Dataset entries:
::::
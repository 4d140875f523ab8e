use crate::dtype::DType;
use crate::shape::Shape;

/// All errors that can occur within Wren.
///
/// This enum captures every failure mode of the engine: algebra on
/// incompatible shapes, out-of-range indexing, invalid hyperparameters,
/// mismatched datasets and misuse of the forward/backward protocol.
/// Using a single error type across the workspace simplifies propagation;
/// [`Error::kind`] recovers the coarse category when a caller needs to tell
/// malformed input apart from wiring mistakes.
#[derive(Debug, thiserror::Error)]
pub enum Error {
    /// Shape mismatch between two matrices (e.g., adding [2, 3] + [4, 5]).
    #[error("{op}: shape mismatch, expected {expected}, got {got}")]
    ShapeMismatch {
        op: &'static str,
        expected: Shape,
        got: Shape,
    },

    /// Matrix product dimension mismatch.
    #[error("matmul shape mismatch: [{m}x{k1}] @ [{k2}x{n}], inner dims must match")]
    MatmulShapeMismatch {
        m: usize,
        k1: usize,
        k2: usize,
        n: usize,
    },

    /// Element count mismatch when creating from a flat vec.
    #[error("element count mismatch: shape {shape} requires {expected} elements, got {got}")]
    ElementCountMismatch {
        shape: Shape,
        expected: usize,
        got: usize,
    },

    /// Nested rows of unequal length.
    #[error("ragged rows: row {row} has {got} columns, expected {expected}")]
    RaggedRows {
        row: usize,
        expected: usize,
        got: usize,
    },

    /// Element access outside the matrix.
    #[error("index ({row}, {col}) out of bounds for matrix of shape {shape}")]
    IndexOutOfBounds { row: usize, col: usize, shape: Shape },

    /// Input and target collections differ in length.
    #[error("batch size mismatch: {inputs} inputs but {targets} targets")]
    BatchSizeMismatch { inputs: usize, targets: usize },

    /// Invalid hyperparameter or construction argument.
    #[error("invalid configuration: {0}")]
    Config(String),

    /// An operation inside a layer rejected the output of its predecessor.
    #[error("layer composition error at operation {position} ({op}): {source}")]
    LayerComposition {
        position: usize,
        op: &'static str,
        #[source]
        source: Box<Error>,
    },

    /// backward() called without a matching forward().
    #[error("operation {op} not ready for backward: {reason}")]
    OperationNotReady { op: &'static str, reason: String },

    /// A value could not be represented in the target element type.
    #[error("cannot cast {value} from {from} to {to}")]
    Cast { value: f64, from: DType, to: DType },
}

/// Coarse error category, mirroring the engine's error taxonomy.
#[derive(Debug, Clone, Copy, PartialEq, Eq, Hash)]
pub enum ErrorKind {
    /// Incompatible algebra: shapes, element counts, ragged input.
    Shape,
    /// Out-of-range element access.
    Index,
    /// Input/target count mismatch.
    BatchSizeMismatch,
    /// Invalid hyperparameters or construction arguments.
    Config,
    /// Operations inside a layer are wired incompatibly.
    LayerComposition,
    /// backward without forward.
    OperationNotReady,
    /// Anything else.
    Other,
}

impl Error {
    /// Create a configuration error.
    pub fn config(s: impl Into<String>) -> Self {
        Error::Config(s.into())
    }

    /// The category this error belongs to.
    pub fn kind(&self) -> ErrorKind {
        match self {
            Error::ShapeMismatch { .. }
            | Error::MatmulShapeMismatch { .. }
            | Error::ElementCountMismatch { .. }
            | Error::RaggedRows { .. } => ErrorKind::Shape,
            Error::IndexOutOfBounds { .. } => ErrorKind::Index,
            Error::BatchSizeMismatch { .. } => ErrorKind::BatchSizeMismatch,
            Error::Config(_) => ErrorKind::Config,
            Error::LayerComposition { .. } => ErrorKind::LayerComposition,
            Error::OperationNotReady { .. } => ErrorKind::OperationNotReady,
            Error::Cast { .. } => ErrorKind::Other,
        }
    }

    /// Whether this is a shape error.
    pub fn is_shape_error(&self) -> bool {
        self.kind() == ErrorKind::Shape
    }
}

/// Convenience Result type used throughout Wren.
pub type Result<T> = std::result::Result<T, Error>;

#[cfg(test)]
mod tests {
    use super::*;

    #[test]
    fn test_kinds() {
        let e = Error::ShapeMismatch {
            op: "add",
            expected: Shape::new(2, 3),
            got: Shape::new(4, 5),
        };
        assert_eq!(e.kind(), ErrorKind::Shape);
        assert!(e.is_shape_error());
        assert_eq!(e.to_string(), "add: shape mismatch, expected [2, 3], got [4, 5]");

        let e = Error::BatchSizeMismatch {
            inputs: 5,
            targets: 4,
        };
        assert_eq!(e.kind(), ErrorKind::BatchSizeMismatch);
        assert!(!e.is_shape_error());
    }

    #[test]
    fn test_layer_composition_keeps_source() {
        let inner = Error::MatmulShapeMismatch {
            m: 1,
            k1: 3,
            k2: 4,
            n: 2,
        };
        let e = Error::LayerComposition {
            position: 1,
            op: "weights",
            source: Box::new(inner),
        };
        assert_eq!(e.kind(), ErrorKind::LayerComposition);
        let source = std::error::Error::source(&e).map(|s| s.to_string());
        assert_eq!(
            source.as_deref(),
            Some("matmul shape mismatch: [1x3] @ [4x2], inner dims must match")
        );
    }
}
::::
Reply with the complete data above, every character as it stands.

repository 4d140875f523ab8e
use crate::dtype::DType;
use crate::shape::Shape;

/// All errors that can occur within Wren.
///
/// This enum captures every failure mode of the engine: algebra on
/// incompatible shapes, out-of-range indexing, invalid hyperparameters,
/// mismatched datasets and misuse of the forward/backward protocol.
/// Using a single error type across the workspace simplifies propagation;
/// [`Error::kind`] recovers the coarse category when a caller needs to tell
/// malformed input apart from wiring mistakes.
#[derive(Debug, thiserror::Error)]
pub enum Error {
    /// Shape mismatch between two matrices (e.g., adding [2, 3] + [4, 5]).
    #[error("{op}: shape mismatch, expected {expected}, got {got}")]
    ShapeMismatch {
        op: &'static str,
        expected: Shape,
        got: Shape,
    },

    /// Matrix product dimension mismatch.
    #[error("matmul shape mismatch: [{m}x{k1}] @ [{k2}x{n}], inner dims must match")]
    MatmulShapeMismatch {
        m: usize,
        k1: usize,
        k2: usize,
        n: usize,
    },

    /// Element count mismatch when creating from a flat vec.
    #[error("element count mismatch: shape {shape} requires {expected} elements, got {got}")]
    ElementCountMismatch {
        shape: Shape,
        expected: usize,
        got: usize,
    },

    /// Nested rows of unequal length.
    #[error("ragged rows: row {row} has {got} columns, expected {expected}")]
    RaggedRows {
        row: usize,
        expected: usize,
        got: usize,
    },

    /// Element access outside the matrix.
    #[error("index ({row}, {col}) out of bounds for matrix of shape {shape}")]
    IndexOutOfBounds { row: usize, col: usize, shape: Shape },

    /// Input and target collections differ in length.
    #[error("batch size mismatch: {inputs} inputs but {targets} targets")]
    BatchSizeMismatch { inputs: usize, targets: usize },

    /// Invalid hyperparameter or construction argument.
    #[error("invalid configuration: {0}")]
    Config(String),

    /// An operation inside a layer rejected the output of its predecessor.
    #[error("layer composition error at operation {position} ({op}): {source}")]
    LayerComposition {
        position: usize,
        op: &'static str,
        #[source]
        source: Box<Error>,
    },

    /// backward() called without a matching forward().
    #[error("operation {op} not ready for backward: {reason}")]
    OperationNotReady { op: &'static str, reason: String },

    /// A value could not be represented in the target element type.
    #[error("cannot cast {value} from {from} to {to}")]
    Cast { value: f64, from: DType, to: DType },
}

/// Coarse error category, mirroring the engine's error taxonomy.
#[derive(Debug, Clone, Copy, PartialEq, Eq, Hash)]
pub enum ErrorKind {
    /// Incompatible algebra: shapes, element counts, ragged input.
    Shape,
    /// Out-of-range element access.
    Index,
    /// Input/target count mismatch.
    BatchSizeMismatch,
    /// Invalid hyperparameters or construction arguments.
    Config,
    /// Operations inside a layer are wired incompatibly.
    LayerComposition,
    /// backward without forward.
    OperationNotReady,
    /// Anything else.
    Other,
}

impl Error {
    /// Create a configuration error.
    pub fn config(s: impl Into<String>) -> Self {
        Error::Config(s.into())
    }

    /// The category this error belongs to.
    pub fn kind(&self) -> ErrorKind {
        match self {
            Error::ShapeMismatch { .. }
            | Error::MatmulShapeMismatch { .. }
            | Error::ElementCountMismatch { .. }
            | Error::RaggedRows { .. } => ErrorKind::Shape,
            Error::IndexOutOfBounds { .. } => ErrorKind::Index,
            Error::BatchSizeMismatch { .. } => ErrorKind::BatchSizeMismatch,
            Error::Config(_) => ErrorKind::Config,
            Error::LayerComposition { .. } => ErrorKind::LayerComposition,
            Error::OperationNotReady { .. } => ErrorKind::OperationNotReady,
            Error::Cast { .. } => ErrorKind::Other,
        }
    }

    /// Whether this is a shape error.
    pub fn is_shape_error(&self) -> bool {
        self.kind() == ErrorKind::Shape
    }
}

/// Convenience Result type used throughout Wren.
pub type Result<T> = std::result::Result<T, Error>;

#[cfg(test)]
mod tests {
    use super::*;

    #[test]
    fn test_kinds() {
        let e = Error::ShapeMismatch {
            op: "add",
            expected: Shape::new(2, 3),
            got: Shape::new(4, 5),
        };
        assert_eq!(e.kind(), ErrorKind::Shape);
        assert!(e.is_shape_error());
        assert_eq!(e.to_string(), "add: shape mismatch, expected [2, 3], got [4, 5]");

        let e = Error::BatchSizeMismatch {
            inputs: 5,
            targets: 4,
        };
        assert_eq!(e.kind(), ErrorKind::BatchSizeMismatch);
        assert!(!e.is_shape_error());
    }

    #[test]
    fn test_layer_composition_keeps_source() {
        let inner = Error::MatmulShapeMismatch {
            m: 1,
            k1: 3,
            k2: 4,
            n: 2,
        };
        let e = Error::LayerComposition {
            position: 1,
            op: "weights",
            source: Box::new(inner),
        };
        assert_eq!(e.kind(), ErrorKind::LayerComposition);
        let source = std::error::Error::source(&e).map(|s| s.to_string());
        assert_eq!(
            source.as_deref(),
            Some("matmul shape mismatch: [1x3] @ [4x2], inner dims must match")
        );
    }
}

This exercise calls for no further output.